_Exercise instructions_
Every record must be restated exactly as written.

Data in this exercise START

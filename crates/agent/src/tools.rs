use serde::{Deserialize, Serialize};
use serde_json::{json, Value};
use statline_gateway::CallRequest;
use thiserror::Error;

use crate::driver::AgentIntent;

pub const LIST_ENDPOINTS: &str = "list_endpoints";
pub const CALL_ENDPOINT: &str = "call_endpoint";

/// A tool definition in the shape LLM providers accept.
#[derive(Clone, Debug, PartialEq, Serialize, Deserialize)]
pub struct ToolSpec {
    pub name: String,
    pub description: String,
    pub parameters: Value,
}

pub fn tool_specs() -> Vec<ToolSpec> {
    vec![
        ToolSpec {
            name: LIST_ENDPOINTS.to_string(),
            description: "List the permitted NHL API endpoints, optionally for one category. \
                          Free: does not use the call budget."
                .to_string(),
            parameters: json!({
                "type": "object",
                "properties": {
                    "category": {"type": "string", "description": "Only list endpoints in this category."}
                },
                "required": []
            }),
        },
        ToolSpec {
            name: CALL_ENDPOINT.to_string(),
            description: "Call one listed endpoint. pathTemplate must match a listed template exactly; \
                          pathParams must supply every placeholder; queryParams may only use declared names. \
                          Each dispatched call uses budget."
                .to_string(),
            parameters: json!({
                "type": "object",
                "properties": {
                    "pathTemplate": {"type": "string"},
                    "pathParams": {"type": "object", "additionalProperties": true},
                    "queryParams": {"type": "object", "additionalProperties": true}
                },
                "required": ["pathTemplate"]
            }),
        },
    ]
}

#[derive(Debug, Error, PartialEq, Eq)]
pub enum ToolCallError {
    #[error("unknown tool `{0}`")]
    UnknownTool(String),
    #[error("invalid arguments for `{tool}`: {detail}")]
    InvalidArguments { tool: String, detail: String },
}

/// A tool invocation as emitted by a provider.
#[derive(Clone, Debug, PartialEq, Serialize, Deserialize)]
pub struct ToolCall {
    #[serde(default)]
    pub id: Option<String>,
    pub name: String,
    #[serde(default)]
    pub arguments: Value,
}

#[derive(Debug, Default, Deserialize)]
struct ListEndpointsArgs {
    #[serde(default)]
    category: Option<String>,
}

impl ToolCall {
    pub fn into_intent(self) -> Result<AgentIntent, ToolCallError> {
        let arguments = normalize_arguments(&self.name, self.arguments)?;
        match self.name.as_str() {
            LIST_ENDPOINTS => {
                let args: ListEndpointsArgs =
                    serde_json::from_value(arguments).map_err(|error| invalid(&self.name, error))?;
                let category = args.category.filter(|category| !category.trim().is_empty());
                Ok(AgentIntent::Discover { category, call_id: self.id })
            }
            CALL_ENDPOINT => {
                let request: CallRequest =
                    serde_json::from_value(arguments).map_err(|error| invalid(&self.name, error))?;
                Ok(AgentIntent::Call { request, call_id: self.id })
            }
            _ => Err(ToolCallError::UnknownTool(self.name)),
        }
    }
}

/// Providers send arguments as an object, as a JSON-encoded string, or not at all.
fn normalize_arguments(tool: &str, arguments: Value) -> Result<Value, ToolCallError> {
    match arguments {
        Value::Null => Ok(json!({})),
        Value::String(encoded) if encoded.trim().is_empty() => Ok(json!({})),
        Value::String(encoded) => serde_json::from_str(&encoded).map_err(|error| invalid(tool, error)),
        other => Ok(other),
    }
}

fn invalid(tool: &str, error: serde_json::Error) -> ToolCallError {
    ToolCallError::InvalidArguments { tool: tool.to_string(), detail: error.to_string() }
}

Data in this exercise END

_Finished exercise_
filename crates/agent/src/tools.rs
use serde::{Deserialize, Serialize};
use serde_json::{json, Value};
use statline_gateway::CallRequest;
use thiserror::Error;

use crate::driver::AgentIntent;

pub const LIST_ENDPOINTS: &str = "list_endpoints";
pub const CALL_ENDPOINT: &str = "call_endpoint";

/// A tool definition in the shape LLM providers accept.
#[derive(Clone, Debug, PartialEq, Serialize, Deserialize)]
pub struct ToolSpec {
    pub name: String,
    pub description: String,
    pub parameters: Value,
}

pub fn tool_specs() -> Vec<ToolSpec> {
    vec![
        ToolSpec {
            name: LIST_ENDPOINTS.to_string(),
            description: "List the permitted NHL API endpoints, optionally for one category. \
                          Free: does not use the call budget."
                .to_string(),
            parameters: json!({
                "type": "object",
                "properties": {
                    "category": {"type": "string", "description": "Only list endpoints in this category."}
                },
                "required": []
            }),
        },
        ToolSpec {
            name: CALL_ENDPOINT.to_string(),
            description: "Call one listed endpoint. pathTemplate must match a listed template exactly; \
                          pathParams must supply every placeholder; queryParams may only use declared names. \
                          Each dispatched call uses budget."
                .to_string(),
            parameters: json!({
                "type": "object",
                "properties": {
                    "pathTemplate": {"type": "string"},
                    "pathParams": {"type": "object", "additionalProperties": true},
                    "queryParams": {"type": "object", "additionalProperties": true}
                },
                "required": ["pathTemplate"]
            }),
        },
    ]
}

#[derive(Debug, Error, PartialEq, Eq)]
pub enum ToolCallError {
    #[error("unknown tool `{0}`")]
    UnknownTool(String),
    #[error("invalid arguments for `{tool}`: {detail}")]
    InvalidArguments { tool: String, detail: String },
}

/// A tool invocation as emitted by a provider.
#[derive(Clone, Debug, PartialEq, Serialize, Deserialize)]
pub struct ToolCall {
    #[serde(default)]
    pub id: Option<String>,
    pub name: String,
    #[serde(default)]
    pub arguments: Value,
}

#[derive(Debug, Default, Deserialize)]
struct ListEndpointsArgs {
    #[serde(default)]
    category: Option<String>,
}

impl ToolCall {
    pub fn into_intent(self) -> Result<AgentIntent, ToolCallError> {
        let arguments = normalize_arguments(&self.name, self.arguments)?;
        match self.name.as_str() {
            LIST_ENDPOINTS => {
                let args: ListEndpointsArgs =
                    serde_json::from_value(arguments).map_err(|error| invalid(&self.name, error))?;
                let category = args.category.filter(|category| !category.trim().is_empty());
                Ok(AgentIntent::Discover { category, call_id: self.id })
            }
            CALL_ENDPOINT => {
                let request: CallRequest =
                    serde_json::from_value(arguments).map_err(|error| invalid(&self.name, error))?;
                Ok(AgentIntent::Call { request, call_id: self.id })
            }
            _ => Err(ToolCallError::UnknownTool(self.name)),
        }
    }
}

/// Providers send arguments as an object, as a JSON-encoded string, or not at all.
fn normalize_arguments(tool: &str, arguments: Value) -> Result<Value, ToolCallError> {
    match arguments {
        Value::Null => Ok(json!({})),
        Value::String(encoded) if encoded.trim().is_empty() => Ok(json!({})),
        Value::String(encoded) => serde_json::from_str(&encoded).map_err(|error| invalid(tool, error)),
        other => Ok(other),
    }
}

fn invalid(tool: &str, error: serde_json::Error) -> ToolCallError {
    ToolCallError::InvalidArguments { tool: tool.to_string(), detail: error.to_string() }
}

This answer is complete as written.